11:55Mesmo a mudança da tecnologia e a mudança de gene dos esportes não explicam todas as mudanças na performance. Os atletas têm uma mentalidade diferente agora. Já viram num filme quando alguém toma um choque elétrico e a pessoa é lançada longe na sala? Não há explosão ali. O que acontece é que o impulso elétrico faz com que todas os músculos se contraiam de uma só vez, fazendo com que a força os lance pelo quarto. Eles estão na verdade pulando. Este é o poder que está contido no corpo humano. Mas normalmente não acessamos tudo isso. Nosso cérebro age como limitador, impedindo-nos do acesso a todos os recursos físicos, porque podemos nos machucar, rompendo tendões ou ligamentos. Mas quanto mais aprendemos como estes limites funcionam, mais aprendemos como forçar a barra apenas um pouco, em alguns casos convencendo o cérebro de que o corpo não estará em risco mortal com maiores esforços. Esportes de resistência e ultra resistência servem como ótimos exemplos.Chegou a se pensar que a ultra resistência era nociva à saúde humana, mas agora nós percebemos que temos todas as características perfeitas para a ultra resistência: nenhuma pele nem glândulas de suor que nos mantêm frios enquanto corremos, cinturas estreitas e pernas longas comparadas aos nossos corpos; grandes áreas de superfície das articulações para absorção de impacto. Temos um arco em nosso pé que atua como uma mola, dedos curtos que são melhores para empurrar do que agarrar troncos das árvores, e quando corremos, podemos virar nosso tronco ou ombros, assim, enquanto mantemos as cabeças retas. Os primatas não conseguem isso. Eles têm que correr assim. E temos grandes músculos nas nádegas que nos mantém de pé enquanto corremos. Já viram o bumbum de um macaco? Eles não têm bumbum porque não correm verticalmente. e enquanto atletas perceberam que somos adequados para esportes de ultra resistência, eles realizaram feitos que seriam impensáveis antes, atletas como o piloto de resistência espanhol Kilian Jornet. Aqui está Kilian correndo até o Matterhorn. (Risos) Com um moletom amarrado à cintura. É tão íngreme que não dá para correr aqui.Está subindo com uma corda. Esta é uma subida vertical de mais de 2.400 metros, e Kílian foi para cima e para baixo em menos de três horas. Surpreendente. E talentoso que é Kílian não é uma perfeição fisiológica. Agora que ele conseguiu, outros atletas o seguirão, assim como outros atletas seguiram Roger Bannister, correndo uma milha em menos de quatro minutos.

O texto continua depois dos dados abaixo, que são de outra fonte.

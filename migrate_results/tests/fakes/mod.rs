use std::collections::HashMap;
use std::sync::atomic::{AtomicBool, Ordering};
use std::sync::{Arc, Mutex};
use async_trait::async_trait;
use aws_sdk_dynamodb::model::AttributeValue;
use lambda_runtime::Error;
use migrate_results::bucket::MarkerBucket;
use migrate_results::notify::Notifier;
use migrate_results::store::{primary_key, string_attr, Item, PutOutcome, Query, RecordError, RecordStore};

/// Table keyed on `PK` + `SK`, shared between clones.
#[derive(Clone, Default)]
pub struct MemoryStore {
    items: Arc<Mutex<Vec<Item>>>,
    fail_queries: Arc<AtomicBool>,
    fail_puts: Arc<AtomicBool>
}

impl MemoryStore {
    pub fn with_items(items: Vec<Item>) -> Self {
        let store = MemoryStore::default();
        *store.items.lock().unwrap() = items;
        store
    }

    pub fn items(&self) -> Vec<Item> {
        self.items.lock().unwrap().clone()
    }

    pub fn fail_queries(&self) {
        self.fail_queries.store(true, Ordering::SeqCst);
    }

    pub fn fail_puts(&self) {
        self.fail_puts.store(true, Ordering::SeqCst);
    }
}

/// Evaluates `query` against one item: partition equality, sort key prefix
/// and equality filters, ignoring which index the query names.
pub fn matches(query: &Query, item: &Item) -> bool {
    let sort_matches = match &query.sort_prefix {
        Some((attribute, prefix)) => string_attr(item, attribute)
            .map_or(false, |value| value.starts_with(prefix.as_str())),
        None => true
    };
    item.get(&query.partition.attribute) == Some(&query.partition.value)
        && sort_matches
        && query.filters.iter().all(|f| item.get(&f.attribute) == Some(&f.value))
}

#[async_trait]
impl RecordStore for MemoryStore {
    async fn query(&self, query: &Query) -> Result<Vec<Item>, Error> {
        if self.fail_queries.load(Ordering::SeqCst) {
            return Err(Error::from("ProvisionedThroughputExceededException"))
        }
        Ok(self.items.lock().unwrap().iter().filter(|i| matches(query, i)).cloned().collect())
    }

    async fn put_if_absent(&self, item: Item) -> Result<PutOutcome, Error> {
        if self.fail_puts.load(Ordering::SeqCst) {
            return Err(Error::from("AccessDeniedException"))
        }
        let pk = primary_key(&item)?.clone();
        let sk = match string_attr(&item, "SK") {
            Some(sk) => sk.to_string(),
            None => return Err(RecordError { reason: format!("item without SK {:?}", item) }.into())
        };
        let mut items = self.items.lock().unwrap();
        let exists = items.iter().any(|i| {
            i.get("PK") == Some(&pk) && string_attr(i, "SK") == Some(sk.as_str())
        });
        if exists {
            return Ok(PutOutcome::AlreadyExists)
        }
        items.push(item);
        Ok(PutOutcome::Inserted)
    }
}

#[derive(Clone, Default)]
pub struct MemoryBucket {
    objects: Arc<Mutex<HashMap<String, Vec<u8>>>>
}

impl MemoryBucket {
    pub fn put(&self, key: &str, body: &str) {
        self.objects.lock().unwrap().insert(key.to_string(), body.as_bytes().to_vec());
    }

    pub fn contains(&self, key: &str) -> bool {
        self.objects.lock().unwrap().contains_key(key)
    }
}

#[async_trait]
impl MarkerBucket for MemoryBucket {
    async fn get(&self, key: &str) -> Result<Option<Vec<u8>>, Error> {
        Ok(self.objects.lock().unwrap().get(key).cloned())
    }

    async fn delete(&self, key: &str) -> Result<(), Error> {
        self.objects.lock().unwrap().remove(key);
        Ok(())
    }
}

#[derive(Clone, Default)]
pub struct RecordingNotifier {
    messages: Arc<Mutex<Vec<(String, String)>>>
}

impl RecordingNotifier {
    pub fn messages(&self) -> Vec<(String, String)> {
        self.messages.lock().unwrap().clone()
    }
}

#[async_trait]
impl Notifier for RecordingNotifier {
    async fn publish(&self, subject: &str, message: &str) -> Result<(), Error> {
        self.messages.lock().unwrap().push((subject.to_string(), message.to_string()));
        Ok(())
    }
}

pub fn s(value: &str) -> AttributeValue {
    AttributeValue::S(value.to_string())
}

pub fn item(attributes: &[(&str, AttributeValue)]) -> Item {
    attributes.iter().map(|(k, v)| (k.to_string(), v.clone())).collect()
}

14:15Mudança na tecnologia, mudança nos genes, e mudança de mentalidade. Inovação nos esportes, seja em superfícies de pista, ou em novas técnicas de nado, a democratização do esporte, a disseminação de novos corpos e de novas populações pelo mundo, e a imaginação no esporte, a noção do que o corpo humano é realmente capaz, têm contribuído para atletas mais fortes, mais velozes, mais ousados,e melhores do que nunca.